MATERIAL TO PROCESS: Begin
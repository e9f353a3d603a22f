use std::io::Read;
use std::path::PathBuf;

use anyhow::Context;
use chrono::{DateTime, Utc};
use clap::{Parser, ValueEnum};
use indicatif::{ProgressBar, ProgressStyle};
use serde::Serialize;
use tracing_subscriber::EnvFilter;

use pitchgrade::{validate_input, AnalysisCache, AnalysisReport, Config, PitchAnalyzer, ScoringPolicy};

#[derive(Parser, Debug)]
#[command(name = "pitchgrade")]
#[command(version = "0.1.0")]
#[command(about = "Score pitch deck text and suggest improvements")]
struct Args {
    /// Plain-text pitch files to analyze (reads stdin when omitted)
    files: Vec<PathBuf>,

    /// Output format (json, text, markdown)
    #[arg(short, long, default_value = "text")]
    format: String,

    /// Aggregation policy for the overall score
    #[arg(short, long, value_enum, default_value_t = Policy::Structural)]
    policy: Policy,

    /// Output file (defaults to stdout)
    #[arg(short, long)]
    output: Option<String>,

    /// Rubric JSON overriding the built-in one
    #[arg(long)]
    rubric: Option<PathBuf>,

    /// Directory with stopwords.txt, lemmas.tsv and sentiment.tsv
    #[arg(long)]
    lexicon_dir: Option<PathBuf>,

    /// Analyze texts shorter than the minimum length
    #[arg(long)]
    allow_short: bool,
}

#[derive(Clone, Copy, Debug, ValueEnum)]
enum Policy {
    Basic,
    Structural,
}

impl From<Policy> for ScoringPolicy {
    fn from(policy: Policy) -> Self {
        match policy {
            Policy::Basic => ScoringPolicy::Basic,
            Policy::Structural => ScoringPolicy::Structural,
        }
    }
}

#[derive(Serialize)]
struct SourceReport {
    source: String,
    analyzed_at: DateTime<Utc>,
    report: AnalysisReport,
}

fn main() -> anyhow::Result<()> {
    // Logs go to stderr so reports can be piped
    tracing_subscriber::fmt()
        .with_env_filter(EnvFilter::from_default_env().add_directive("pitchgrade=info".parse()?))
        .with_writer(std::io::stderr)
        .init();

    dotenvy::dotenv().ok();

    let args = Args::parse();

    let mut config = Config::from_env()?;
    if let Some(ref rubric) = args.rubric {
        config.rubric_path = Some(rubric.clone());
    }
    if let Some(ref dir) = args.lexicon_dir {
        config.lexicon_dir = Some(dir.clone());
    }

    let analyzer = PitchAnalyzer::from_config(&config)?;
    let mut cache = AnalysisCache::new(analyzer, config.cache_capacity);
    let policy = ScoringPolicy::from(args.policy);

    let inputs = read_inputs(&args.files)?;

    let pb = if inputs.len() > 1 {
        let pb = ProgressBar::new(inputs.len() as u64);
        pb.set_style(
            ProgressStyle::default_bar()
                .template("{spinner:.green} [{elapsed_precise}] [{bar:40.cyan/blue}] {pos}/{len} pitches")?
                .progress_chars("#>-"),
        );
        Some(pb)
    } else {
        None
    };

    let mut reports = Vec::with_capacity(inputs.len());
    for (source, text) in inputs {
        if !args.allow_short {
            validate_input(&text, config.min_text_length, config.max_text_length)
                .with_context(|| format!("Cannot analyze {}", source))?;
        }

        let report = cache.analyze(&text, policy);
        reports.push(SourceReport {
            source,
            analyzed_at: Utc::now(),
            report,
        });

        if let Some(ref pb) = pb {
            pb.inc(1);
        }
    }

    if let Some(pb) = pb {
        pb.finish_with_message("Analysis complete");
    }

    let (hits, misses) = cache.stats();
    tracing::debug!("Report cache: {} hits, {} misses", hits, misses);

    output_reports(&reports, &args)
}

fn read_inputs(files: &[PathBuf]) -> anyhow::Result<Vec<(String, String)>> {
    if files.is_empty() {
        let mut text = String::new();
        std::io::stdin()
            .read_to_string(&mut text)
            .context("Failed to read stdin")?;
        return Ok(vec![("stdin".to_string(), text)]);
    }

    files
        .iter()
        .map(|path| {
            let text = std::fs::read_to_string(path)
                .with_context(|| format!("Failed to read {}", path.display()))?;
            Ok((path.display().to_string(), text))
        })
        .collect()
}

fn output_reports(reports: &[SourceReport], args: &Args) -> anyhow::Result<()> {
    let output = match args.format.as_str() {
        "json" => match reports {
            [single] => serde_json::to_string_pretty(single)?,
            _ => serde_json::to_string_pretty(reports)?,
        },
        "markdown" => reports.iter().map(format_markdown).collect::<Vec<_>>().join("\n"),
        _ => reports.iter().map(format_text).collect::<Vec<_>>().join("\n"),
    };

    if let Some(ref path) = args.output {
        std::fs::write(path, &output)?;
        tracing::info!("Output written to: {}", path);
    } else {
        println!("{}", output);
    }

    Ok(())
}

fn format_text(entry: &SourceReport) -> String {
    let report = &entry.report;
    let mut output = String::new();

    output.push_str(&format!("\n=== Pitch Analysis: {} ===\n\n", entry.source));
    output.push_str(&format!(
        "Overall: {} ({}/100, {} policy)\n",
        report.grade, report.overall_score, report.policy
    ));
    output.push_str(&format!("Section Coverage: {}/10\n", report.section_score));
    output.push_str(&format!("Readability: {:.1}\n", report.readability));
    output.push_str(&format!(
        "Sentiment: {:.3} (pos {:.2}, neu {:.2}, neg {:.2})\n\n",
        report.sentiment.compound, report.sentiment.pos, report.sentiment.neu, report.sentiment.neg
    ));

    output.push_str("Structure:\n");
    output.push_str(&format!("  Clarity: {:.0}\n", report.structure.clarity));
    output.push_str(&format!("  Flow: {:.0}\n", report.structure.flow));
    output.push_str(&format!("  Completeness: {:.0}\n", report.structure.completeness));
    output.push_str(&format!("  Engagement: {:.0}\n", report.structure.engagement));

    if !report.strengths.is_empty() {
        output.push_str("\nSections Covered:\n");
        for strength in &report.strengths {
            output.push_str(&format!("  + {}\n", strength));
        }
    }

    if !report.weaknesses.is_empty() {
        output.push_str("\nMissing Sections:\n");
        for (weakness, tip) in report.weaknesses.iter().zip(&report.tips) {
            output.push_str(&format!("  - {}: {}\n", weakness, tip));
        }
    }

    if report.financial_metrics.any_found() {
        output.push_str("\nFinancial Metrics:\n");
        for (category, snippets) in report.financial_metrics.iter() {
            if !snippets.is_empty() {
                output.push_str(&format!("  {}: {}\n", category, snippets.join("; ")));
            }
        }
    }

    if !report.keywords.is_empty() {
        output.push_str(&format!("\nKeywords: {}\n", report.keywords.join(", ")));
    }

    let market = &report.market_opportunity;
    if market.size_mentioned {
        output.push_str(&format!(
            "\nMarket: {}{}\n",
            market.market_size_value.as_deref().unwrap_or("size mentioned"),
            if market.tam_sam_som { " (TAM/SAM/SOM)" } else { "" }
        ));
    }

    if !report.competitive_advantages.is_empty() {
        output.push_str("\nCompetitive Advantages:\n");
        for advantage in &report.competitive_advantages {
            output.push_str(&format!("  * {}\n", advantage));
        }
    }

    if !report.recommendations.is_empty() {
        output.push_str("\nRecommendations:\n");
        for (i, rec) in report.recommendations.iter().enumerate() {
            output.push_str(&format!("  {}. {}\n", i + 1, rec));
        }
    }

    output.push_str(&format!(
        "\nAnalyzed on: {}\n",
        entry.analyzed_at.format("%Y-%m-%d %H:%M:%S UTC")
    ));

    output
}

fn format_markdown(entry: &SourceReport) -> String {
    let report = &entry.report;
    let mut output = String::new();

    output.push_str(&format!("# Pitch Analysis: {}\n\n", entry.source));
    output.push_str(&format!(
        "**Grade:** {} ({}/100, {} policy)\n\n",
        report.grade, report.overall_score, report.policy
    ));

    output.push_str("## Scores\n\n");
    output.push_str("| Metric | Value |\n|--------|-------|\n");
    output.push_str(&format!("| Section Coverage | {}/10 |\n", report.section_score));
    output.push_str(&format!("| Readability | {:.1} |\n", report.readability));
    output.push_str(&format!("| Sentiment | {:.3} |\n", report.sentiment.compound));
    output.push_str(&format!("| Clarity | {:.0} |\n", report.structure.clarity));
    output.push_str(&format!("| Flow | {:.0} |\n", report.structure.flow));
    output.push_str(&format!("| Completeness | {:.0} |\n", report.structure.completeness));
    output.push_str(&format!("| Engagement | {:.0} |\n", report.structure.engagement));

    output.push_str("\n## Sections\n\n");
    output.push_str("| Section | Present |\n|---------|---------|\n");
    for flag in report.section_scores.iter() {
        output.push_str(&format!(
            "| {} | {} |\n",
            flag.name,
            if flag.present == 1 { "yes" } else { "no" }
        ));
    }

    if !report.tips.is_empty() {
        output.push_str("\n## Tips\n\n");
        for tip in &report.tips {
            output.push_str(&format!("- {}\n", tip));
        }
    }

    if report.financial_metrics.any_found() {
        output.push_str("\n## Financial Metrics\n\n");
        for (category, snippets) in report.financial_metrics.iter() {
            if !snippets.is_empty() {
                output.push_str(&format!("- **{}**: {}\n", category, snippets.join("; ")));
            }
        }
    }

    if !report.keywords.is_empty() {
        output.push_str(&format!("\n## Keywords\n\n{}\n", report.keywords.join(", ")));
    }

    if !report.competitive_advantages.is_empty() {
        output.push_str("\n## Competitive Advantages\n\n");
        for advantage in &report.competitive_advantages {
            output.push_str(&format!("- {}\n", advantage));
        }
    }

    if !report.recommendations.is_empty() {
        output.push_str("\n## Recommendations\n\n");
        for rec in &report.recommendations {
            output.push_str(&format!("- {}\n", rec));
        }
    }

    output.push_str(&format!(
        "\n---\n*Analyzed on {}*\n",
        entry.analyzed_at.format("%Y-%m-%d %H:%M:%S UTC")
    ));

    output
}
MATERIAL TO PROCESS: End
Quote exactly the lines running from the start of the listing above through the line where "use tracing_subscriber::EnvFilter;" is found, and output no other lines.

## ANSWER TO THIS TASK
repository e9f353a3d603a22f
use std::io::Read;
use std::path::PathBuf;

use anyhow::Context;
use chrono::{DateTime, Utc};
use clap::{Parser, ValueEnum};
use indicatif::{ProgressBar, ProgressStyle};
use serde::Serialize;
use tracing_subscriber::EnvFilter;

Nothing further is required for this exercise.